:: DATASET EXCERPTS ::

BEGIN

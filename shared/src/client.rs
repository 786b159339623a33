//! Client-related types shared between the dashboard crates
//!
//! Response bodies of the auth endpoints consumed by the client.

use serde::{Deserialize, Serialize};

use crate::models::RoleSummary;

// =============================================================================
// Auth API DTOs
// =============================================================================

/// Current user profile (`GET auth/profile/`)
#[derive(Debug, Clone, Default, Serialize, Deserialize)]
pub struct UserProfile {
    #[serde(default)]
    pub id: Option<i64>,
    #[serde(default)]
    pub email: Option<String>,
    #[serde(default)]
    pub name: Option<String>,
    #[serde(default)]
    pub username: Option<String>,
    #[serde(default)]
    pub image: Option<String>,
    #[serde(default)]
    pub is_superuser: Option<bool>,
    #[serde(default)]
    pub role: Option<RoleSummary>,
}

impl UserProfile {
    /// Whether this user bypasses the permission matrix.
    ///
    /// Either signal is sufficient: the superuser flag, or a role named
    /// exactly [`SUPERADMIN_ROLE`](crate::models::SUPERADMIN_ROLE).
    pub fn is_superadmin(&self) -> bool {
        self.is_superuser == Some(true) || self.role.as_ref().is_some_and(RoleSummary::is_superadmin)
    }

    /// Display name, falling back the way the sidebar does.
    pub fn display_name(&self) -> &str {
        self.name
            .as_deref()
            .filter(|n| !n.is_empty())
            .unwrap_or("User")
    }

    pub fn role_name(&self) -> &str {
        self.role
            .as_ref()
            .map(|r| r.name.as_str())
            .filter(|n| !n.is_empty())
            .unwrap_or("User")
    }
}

END
BEGIN

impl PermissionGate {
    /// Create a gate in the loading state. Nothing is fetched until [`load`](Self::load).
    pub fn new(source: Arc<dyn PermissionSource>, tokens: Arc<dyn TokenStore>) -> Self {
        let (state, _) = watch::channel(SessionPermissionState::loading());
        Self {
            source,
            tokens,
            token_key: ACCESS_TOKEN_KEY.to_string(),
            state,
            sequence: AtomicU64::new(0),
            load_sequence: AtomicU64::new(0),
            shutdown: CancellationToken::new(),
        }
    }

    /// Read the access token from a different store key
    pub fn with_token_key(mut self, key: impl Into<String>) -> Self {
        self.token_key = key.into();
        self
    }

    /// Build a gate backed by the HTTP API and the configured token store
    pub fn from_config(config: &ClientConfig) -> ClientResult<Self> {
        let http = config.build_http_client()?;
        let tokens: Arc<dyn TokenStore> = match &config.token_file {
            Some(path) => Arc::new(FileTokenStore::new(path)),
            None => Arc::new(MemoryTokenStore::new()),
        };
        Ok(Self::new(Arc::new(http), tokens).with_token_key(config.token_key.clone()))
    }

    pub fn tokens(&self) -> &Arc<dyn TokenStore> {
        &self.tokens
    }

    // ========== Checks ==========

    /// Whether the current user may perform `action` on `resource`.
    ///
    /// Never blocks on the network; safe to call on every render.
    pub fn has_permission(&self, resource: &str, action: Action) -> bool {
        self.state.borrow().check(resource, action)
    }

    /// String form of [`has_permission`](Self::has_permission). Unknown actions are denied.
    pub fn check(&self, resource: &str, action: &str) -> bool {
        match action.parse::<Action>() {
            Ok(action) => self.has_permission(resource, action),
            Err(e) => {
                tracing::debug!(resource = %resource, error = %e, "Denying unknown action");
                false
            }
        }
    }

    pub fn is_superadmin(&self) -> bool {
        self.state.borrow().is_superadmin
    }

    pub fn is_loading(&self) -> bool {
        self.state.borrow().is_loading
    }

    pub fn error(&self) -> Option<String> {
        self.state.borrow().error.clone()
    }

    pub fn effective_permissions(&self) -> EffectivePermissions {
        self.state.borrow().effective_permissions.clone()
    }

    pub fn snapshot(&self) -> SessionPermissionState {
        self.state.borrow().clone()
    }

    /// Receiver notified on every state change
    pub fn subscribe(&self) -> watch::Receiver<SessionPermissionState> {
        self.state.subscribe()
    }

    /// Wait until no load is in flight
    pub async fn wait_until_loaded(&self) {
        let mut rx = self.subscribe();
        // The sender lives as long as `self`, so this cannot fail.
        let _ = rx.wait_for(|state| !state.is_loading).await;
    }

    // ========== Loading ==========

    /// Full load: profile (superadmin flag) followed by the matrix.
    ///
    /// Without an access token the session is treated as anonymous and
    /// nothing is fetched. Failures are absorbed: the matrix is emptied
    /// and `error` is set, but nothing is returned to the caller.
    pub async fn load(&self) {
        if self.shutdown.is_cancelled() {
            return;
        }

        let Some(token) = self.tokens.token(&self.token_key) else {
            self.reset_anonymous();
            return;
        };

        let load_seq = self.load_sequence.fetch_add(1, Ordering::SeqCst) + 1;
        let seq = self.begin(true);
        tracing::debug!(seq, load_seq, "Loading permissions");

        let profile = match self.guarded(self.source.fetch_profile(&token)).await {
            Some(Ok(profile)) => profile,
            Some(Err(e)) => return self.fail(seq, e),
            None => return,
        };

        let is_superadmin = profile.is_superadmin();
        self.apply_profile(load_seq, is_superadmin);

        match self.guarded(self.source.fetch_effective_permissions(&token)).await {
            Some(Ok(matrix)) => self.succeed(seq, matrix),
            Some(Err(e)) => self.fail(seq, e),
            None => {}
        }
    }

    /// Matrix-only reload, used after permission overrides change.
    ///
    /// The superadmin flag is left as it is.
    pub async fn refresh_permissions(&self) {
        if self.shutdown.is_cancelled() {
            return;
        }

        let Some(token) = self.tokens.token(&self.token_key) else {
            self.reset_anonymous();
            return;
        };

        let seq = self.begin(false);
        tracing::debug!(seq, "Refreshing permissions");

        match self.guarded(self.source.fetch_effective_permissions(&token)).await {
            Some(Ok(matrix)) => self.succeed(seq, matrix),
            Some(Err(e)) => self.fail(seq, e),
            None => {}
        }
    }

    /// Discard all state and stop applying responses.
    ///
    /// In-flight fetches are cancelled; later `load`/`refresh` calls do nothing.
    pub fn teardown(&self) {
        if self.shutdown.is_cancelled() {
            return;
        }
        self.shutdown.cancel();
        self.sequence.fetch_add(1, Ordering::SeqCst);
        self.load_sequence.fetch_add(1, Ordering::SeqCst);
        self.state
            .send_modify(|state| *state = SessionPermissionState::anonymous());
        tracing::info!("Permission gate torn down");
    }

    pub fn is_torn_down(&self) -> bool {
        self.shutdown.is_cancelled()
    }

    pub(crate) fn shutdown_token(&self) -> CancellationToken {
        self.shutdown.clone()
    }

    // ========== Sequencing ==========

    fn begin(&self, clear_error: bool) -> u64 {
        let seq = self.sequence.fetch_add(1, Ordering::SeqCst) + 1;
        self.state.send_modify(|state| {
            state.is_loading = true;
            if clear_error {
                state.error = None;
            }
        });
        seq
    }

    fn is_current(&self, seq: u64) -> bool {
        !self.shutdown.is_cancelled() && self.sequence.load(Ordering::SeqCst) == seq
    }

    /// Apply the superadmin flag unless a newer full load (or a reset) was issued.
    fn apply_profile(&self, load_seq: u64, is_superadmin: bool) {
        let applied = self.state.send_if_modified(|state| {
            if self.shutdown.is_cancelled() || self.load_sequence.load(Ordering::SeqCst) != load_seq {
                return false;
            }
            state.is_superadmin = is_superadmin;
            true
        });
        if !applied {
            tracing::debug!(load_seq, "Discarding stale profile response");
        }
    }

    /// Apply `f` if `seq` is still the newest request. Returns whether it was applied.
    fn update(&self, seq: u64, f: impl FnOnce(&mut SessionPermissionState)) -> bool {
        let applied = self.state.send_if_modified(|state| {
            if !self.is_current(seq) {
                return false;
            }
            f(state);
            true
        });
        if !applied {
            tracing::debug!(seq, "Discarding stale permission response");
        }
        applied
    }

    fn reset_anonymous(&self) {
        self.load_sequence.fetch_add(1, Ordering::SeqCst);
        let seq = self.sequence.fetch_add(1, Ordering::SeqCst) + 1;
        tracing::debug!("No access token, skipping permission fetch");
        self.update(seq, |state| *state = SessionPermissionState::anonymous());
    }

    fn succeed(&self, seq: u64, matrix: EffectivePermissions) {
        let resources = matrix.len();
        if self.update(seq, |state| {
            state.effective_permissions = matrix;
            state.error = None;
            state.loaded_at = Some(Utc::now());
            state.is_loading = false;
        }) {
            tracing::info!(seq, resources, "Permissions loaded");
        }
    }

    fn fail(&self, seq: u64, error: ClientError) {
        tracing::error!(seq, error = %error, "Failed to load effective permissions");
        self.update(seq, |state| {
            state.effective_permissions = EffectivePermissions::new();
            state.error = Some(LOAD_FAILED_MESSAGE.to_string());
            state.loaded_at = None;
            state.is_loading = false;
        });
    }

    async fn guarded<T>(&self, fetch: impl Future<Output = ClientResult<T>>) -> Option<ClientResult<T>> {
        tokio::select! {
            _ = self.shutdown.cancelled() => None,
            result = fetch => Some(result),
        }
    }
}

END

:: EXERCISE BRIEF ::
Count each line of the material that includes the string "change", then give only the total.

:: RESPONSE AREA ::
2